• [Assigned task]:
Every line below needs to be reproduced exactly.

• [Given data]:
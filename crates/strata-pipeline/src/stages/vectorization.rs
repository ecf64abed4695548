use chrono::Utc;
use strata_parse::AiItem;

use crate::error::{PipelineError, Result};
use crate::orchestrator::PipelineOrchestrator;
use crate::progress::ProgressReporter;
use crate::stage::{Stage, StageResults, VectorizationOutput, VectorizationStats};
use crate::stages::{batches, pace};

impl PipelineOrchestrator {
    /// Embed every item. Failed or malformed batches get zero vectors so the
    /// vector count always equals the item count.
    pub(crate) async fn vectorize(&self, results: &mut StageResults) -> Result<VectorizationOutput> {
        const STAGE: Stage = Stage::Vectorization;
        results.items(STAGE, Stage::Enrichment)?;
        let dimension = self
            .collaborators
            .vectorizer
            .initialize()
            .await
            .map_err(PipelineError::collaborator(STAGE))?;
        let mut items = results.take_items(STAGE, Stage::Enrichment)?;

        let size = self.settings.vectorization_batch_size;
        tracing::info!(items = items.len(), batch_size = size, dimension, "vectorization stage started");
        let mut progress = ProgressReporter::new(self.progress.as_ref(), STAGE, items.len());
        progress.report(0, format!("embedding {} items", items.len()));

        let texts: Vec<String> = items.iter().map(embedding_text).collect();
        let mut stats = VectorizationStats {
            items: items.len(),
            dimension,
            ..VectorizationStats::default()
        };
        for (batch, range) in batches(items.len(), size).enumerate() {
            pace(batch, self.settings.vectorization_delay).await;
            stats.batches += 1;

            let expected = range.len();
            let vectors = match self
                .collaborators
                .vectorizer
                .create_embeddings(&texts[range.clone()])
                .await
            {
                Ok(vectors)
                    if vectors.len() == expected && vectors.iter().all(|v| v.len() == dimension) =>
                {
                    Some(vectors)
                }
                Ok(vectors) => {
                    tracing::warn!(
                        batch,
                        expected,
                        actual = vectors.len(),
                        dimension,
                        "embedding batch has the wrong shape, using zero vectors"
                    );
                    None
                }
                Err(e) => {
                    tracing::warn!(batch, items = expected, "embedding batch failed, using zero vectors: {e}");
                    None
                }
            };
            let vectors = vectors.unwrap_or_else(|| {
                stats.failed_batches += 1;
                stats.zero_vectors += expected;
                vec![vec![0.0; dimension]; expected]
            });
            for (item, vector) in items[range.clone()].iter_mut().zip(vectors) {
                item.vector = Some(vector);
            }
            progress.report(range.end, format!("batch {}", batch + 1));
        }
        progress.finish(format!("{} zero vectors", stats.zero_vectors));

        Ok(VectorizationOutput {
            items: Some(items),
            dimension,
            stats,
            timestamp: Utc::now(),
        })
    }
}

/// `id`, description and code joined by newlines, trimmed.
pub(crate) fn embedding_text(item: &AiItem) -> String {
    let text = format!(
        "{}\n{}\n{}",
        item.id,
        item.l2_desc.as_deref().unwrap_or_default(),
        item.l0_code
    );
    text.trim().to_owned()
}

• [Exercise result]:
filename crates/strata-pipeline/src/stages/vectorization.rs
repository ecf64abed4695548
use chrono::Utc;
use strata_parse::AiItem;

use crate::error::{PipelineError, Result};
use crate::orchestrator::PipelineOrchestrator;
use crate::progress::ProgressReporter;
use crate::stage::{Stage, StageResults, VectorizationOutput, VectorizationStats};
use crate::stages::{batches, pace};

impl PipelineOrchestrator {
    /// Embed every item. Failed or malformed batches get zero vectors so the
    /// vector count always equals the item count.
    pub(crate) async fn vectorize(&self, results: &mut StageResults) -> Result<VectorizationOutput> {
        const STAGE: Stage = Stage::Vectorization;
        results.items(STAGE, Stage::Enrichment)?;
        let dimension = self
            .collaborators
            .vectorizer
            .initialize()
            .await
            .map_err(PipelineError::collaborator(STAGE))?;
        let mut items = results.take_items(STAGE, Stage::Enrichment)?;

        let size = self.settings.vectorization_batch_size;
        tracing::info!(items = items.len(), batch_size = size, dimension, "vectorization stage started");
        let mut progress = ProgressReporter::new(self.progress.as_ref(), STAGE, items.len());
        progress.report(0, format!("embedding {} items", items.len()));

        let texts: Vec<String> = items.iter().map(embedding_text).collect();
        let mut stats = VectorizationStats {
            items: items.len(),
            dimension,
            ..VectorizationStats::default()
        };
        for (batch, range) in batches(items.len(), size).enumerate() {
            pace(batch, self.settings.vectorization_delay).await;
            stats.batches += 1;

            let expected = range.len();
            let vectors = match self
                .collaborators
                .vectorizer
                .create_embeddings(&texts[range.clone()])
                .await
            {
                Ok(vectors)
                    if vectors.len() == expected && vectors.iter().all(|v| v.len() == dimension) =>
                {
                    Some(vectors)
                }
                Ok(vectors) => {
                    tracing::warn!(
                        batch,
                        expected,
                        actual = vectors.len(),
                        dimension,
                        "embedding batch has the wrong shape, using zero vectors"
                    );
                    None
                }
                Err(e) => {
                    tracing::warn!(batch, items = expected, "embedding batch failed, using zero vectors: {e}");
                    None
                }
            };
            let vectors = vectors.unwrap_or_else(|| {
                stats.failed_batches += 1;
                stats.zero_vectors += expected;
                vec![vec![0.0; dimension]; expected]
            });
            for (item, vector) in items[range.clone()].iter_mut().zip(vectors) {
                item.vector = Some(vector);
            }
            progress.report(range.end, format!("batch {}", batch + 1));
        }
        progress.finish(format!("{} zero vectors", stats.zero_vectors));

        Ok(VectorizationOutput {
            items: Some(items),
            dimension,
            stats,
            timestamp: Utc::now(),
        })
    }
}

/// `id`, description and code joined by newlines, trimmed.
pub(crate) fn embedding_text(item: &AiItem) -> String {
    let text = format!(
        "{}\n{}\n{}",
        item.id,
        item.l2_desc.as_deref().unwrap_or_default(),
        item.l0_code
    );
    text.trim().to_owned()
}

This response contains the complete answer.